Weekly Market Outlook

By Keith Schneider


blankWith the market swooning this week on news out of the Mid East, the government reported that the American Consumer (AKA mainly Women shoppers) have continued shopping, lifting the retail (ANN, Ann Taylor, RL, Ralph Lauren, TIF, Tiffany's) sector thereby helping stabilize the market. How fitting then that this is the week that celebrates International Woman's Day? Thanks ladies and please, keep up the optimism and keep on shopping!

On the more serious side, we woke Friday morning to the news that Japan got hit with one of the most powerful earthquakes ever recorded resulting in many deaths, followed by devastating tsunamis from the aftershocks that even reached California. Our sympathies go out to those unfortunate to be in the disaster's path.

For the past two weeks, as the market digested news out of the Mid-East, it has been moving violently up and down creating railroad tracks on the charts. Finally, a crushing blow came on Thursday on news of riots in Saudi Arabia. Libya, with a small fraction of world crude exports offline for the time being, is one thing, but a change in government in Saudi Arabia is a different animal. We might be witnessing the birth of a new world order which could be devastating to the global economy driving oil to the stratosphere, or this could be just a blip if things simmer down.

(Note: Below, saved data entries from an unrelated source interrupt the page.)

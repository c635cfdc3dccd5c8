//! Upstream failure kinds

use std::time::Duration;

use thiserror::Error;

/// Maximum number of body bytes kept on an HTTP error
const MAX_ERROR_BODY: usize = 512;

/// A failed upstream call
///
/// `Clone` so a single coalesced result can be handed to every waiter.
#[derive(Debug, Clone, PartialEq, Eq, Error)]
pub enum UpstreamError {
    /// The upstream answered with a non-success status
    #[error("Upstream returned HTTP {status}")]
    Http {
        status: u16,
        body: String,
        /// Wait hint from a `Retry-After` header
        retry_after: Option<Duration>,
    },

    /// Connection, DNS, TLS or timeout failure
    #[error("Upstream unreachable: {0}")]
    Network(String),

    /// Success status but nothing usable in the body
    #[error("Upstream returned an empty response")]
    EmptyResponse,

    /// Success status but the body is not JSON
    #[error("Upstream returned an invalid payload: {0}")]
    InvalidPayload(String),
}

impl UpstreamError {
    /// Builds an HTTP error, truncating the body to a loggable size
    pub fn http(status: u16, body: &str, retry_after: Option<Duration>) -> Self {
        let body = match body.char_indices().nth(MAX_ERROR_BODY) {
            Some((idx, _)) => format!("{}…", &body[..idx]),
            None => body.to_string(),
        };
        UpstreamError::Http {
            status,
            body,
            retry_after,
        }
    }

    /// Whether the failure says "try again later" rather than "bad request"
    ///
    /// Upstream 4xx responses (other than 408 and 429) are permanent: the
    /// request itself was wrong and repeating it cannot help.
    pub fn is_transient(&self) -> bool {
        match self {
            UpstreamError::Http { status, .. } => {
                !(400..500).contains(status) || *status == 408 || *status == 429
            }
            UpstreamError::Network(_)
            | UpstreamError::EmptyResponse
            | UpstreamError::InvalidPayload(_) => true,
        }
    }

    /// HTTP status reported by the upstream, if any
    pub fn status(&self) -> Option<u16> {
        match self {
            UpstreamError::Http { status, .. } => Some(*status),
            _ => None,
        }
    }

    /// Wait hint reported by the upstream, if any
    pub fn retry_after(&self) -> Option<Duration> {
        match self {
            UpstreamError::Http { retry_after, .. } => *retry_after,
            _ => None,
        }
    }
}
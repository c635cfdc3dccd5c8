//! The resilient caching layer shared by every proxy
//!
//! [`ResilientProxy`] composes a [`CacheStore`](crate::cache::CacheStore)
//! with an [`UpstreamClient`](crate::upstream::UpstreamClient). Adapters give
//! it a cache key and a request; it decides between cache, upstream and stale
//! fallback and reports which one answered through [`Fetched`].

mod fetched;
mod resilient;

pub use fetched::{Fetched, Source, PROXY_INFO_KEY};
pub use resilient::ResilientProxy;
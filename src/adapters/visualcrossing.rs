//! Visual Crossing timeline weather adapter

use reqwest::Url;
use serde_json::{json, Value};

use super::{Adapter, DefaultKey, ProxyRequest, RequestInput, Secrets};
use crate::cache::CacheKey;
use crate::error::ProxyError;
use crate::upstream::RequestSpec;

const TIMELINE_URL: &str =
    "https://weather.visualcrossing.com/VisualCrossingWebServices/rest/services/timeline";

const DEFAULT_KEY_PLACEHOLDER: &str = "VISUALCROSSING_DEFAULT_API_KEY";

const UNIT_GROUPS: &[&str] = &["us", "uk", "metric", "base"];

/// Adapter for Visual Crossing; location and timeframe come from the path
#[derive(Debug, Clone)]
pub struct VisualCrossingAdapter {
    base_url: String,
    default_key: DefaultKey,
}

impl VisualCrossingAdapter {
    pub fn new(secrets: Secrets) -> Self {
        Self {
            base_url: TIMELINE_URL.to_string(),
            default_key: secrets.load(DEFAULT_KEY_PLACEHOLDER),
        }
    }

    pub fn with_base_url(mut self, base_url: impl Into<String>) -> Self {
        self.base_url = base_url.into();
        self
    }

    /// Appends the location and timeframe as escaped path segments
    fn timeline_url(&self, location: &str, timeframe: &str) -> Result<String, ProxyError> {
        let mut url = Url::parse(&self.base_url)
            .map_err(|e| ProxyError::Configuration(format!("Invalid upstream URL: {}", e)))?;
        url.path_segments_mut()
            .map_err(|_| ProxyError::Configuration("Upstream URL cannot take a path".to_string()))?
            .pop_if_empty()
            .push(location)
            .push(timeframe);
        Ok(url.to_string())
    }
}

impl Adapter for VisualCrossingAdapter {
    fn name(&self) -> &'static str {
        "visualcrossing"
    }

    fn route(&self) -> &'static str {
        "/proxy/:location/:timeframe"
    }

    fn parse(&self, input: &RequestInput) -> Result<ProxyRequest, ProxyError> {
        let location = input.path_param("location")?;
        let timeframe = input.path_param("timeframe")?;
        let unit_group = match input.field("unitGroup") {
            Some(value) if UNIT_GROUPS.contains(&value.as_str()) => value,
            Some(value) => return Err(ProxyError::not_one_of("unitGroup", &value, UNIT_GROUPS)),
            None => "us".to_string(),
        };
        let include = input
            .field("include")
            .unwrap_or_else(|| "days,current".to_string());
        let icon_set = input.field("iconSet").unwrap_or_else(|| "icons1".to_string());
        let lang = input.field("lang").unwrap_or_else(|| "en".to_string());
        let api_key = input
            .field("key")
            .ok_or_else(|| ProxyError::MissingParameter("API key is required".to_string()))?;
        let api_key = self.default_key.resolve(api_key)?;

        let key = CacheKey::builder("visualcrossing")
            .param("location", &location)
            .param("timeframe", &timeframe)
            .param("unitGroup", &unit_group)
            .param("include", &include)
            .param("iconSet", &icon_set)
            .param("lang", &lang)
            .credential("key", &api_key)
            .build();
        let spec = RequestSpec::get(self.timeline_url(&location, &timeframe)?)
            .query("key", api_key)
            .query("unitGroup", unit_group)
            .query("include", include)
            .query("iconSet", icon_set)
            .query("lang", lang);

        Ok(ProxyRequest::new(key, spec, input.force()))
    }

    fn shape(&self, payload: Value, _request: &ProxyRequest) -> Value {
        let current = &payload["currentConditions"];
        let days: Vec<Value> = payload["days"]
            .as_array()
            .map(|days| {
                days.iter()
                    .map(|day| {
                        json!({
                            "description": day["description"],
                            "icon": day["icon"],
                            "tempmax": day["tempmax"],
                            "tempmin": day["tempmin"],
                        })
                    })
                    .collect()
            })
            .unwrap_or_default();

        json!({
            "resolvedAddress": payload["resolvedAddress"],
            "currentConditions": {
                "temp": current["temp"],
                "icon": current["icon"],
            },
            "days": days,
        })
    }
}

Furthermore, US combat troops are exiting Iraq, leaving it vulnerable to an Iranian power play. This works perfectly for Iran who is a sworn enemy with Saudi Arabia and the US.

Destabilizing Saudi Arabia is certainly in Iran's best interests, as it would keep oil prices high and weaken the US across the board. This week's overall market action seems a bit more in line with these inherent risks.

SPY (S&P 500), DIA (Dow Jones), IWM (Russell 2000) and QQQQ (NASDQ 100) Indexes

The different indexes all sold off this week but have fairly divergent stories to tell. The 50 Day moving average was pierced on all key indexes and looked like we would be getting a confirmed phase change down to warning across all key indexes with the lower opening on Friday, but the SPY and DIA both rallied enough to close just above the critical average. Meanwhile the QQQQ's and the IWM (Russell 2000) both closed under the 50 day for 2 consecutive days confirming a downgrade in their market phase to warning.

However, to further complicate things, the QQQQ closed with a bullish engulfing pattern. Does all this clarify the trend for you? The best we can say is that the market action has certainly deteriorated, and next week it should resolve itself as to whether this selloff is just a test of the bull trend like what happened in November, or the start of a more serious correction. With the exception of GOOG, the price action in some of the leading NASDQ stocks held up well by the close on Friday, a positive sign, even though the NASDQ is the weakest market index, and it left an opening downside gap, exiting the wedge formation formed over the past several weeks.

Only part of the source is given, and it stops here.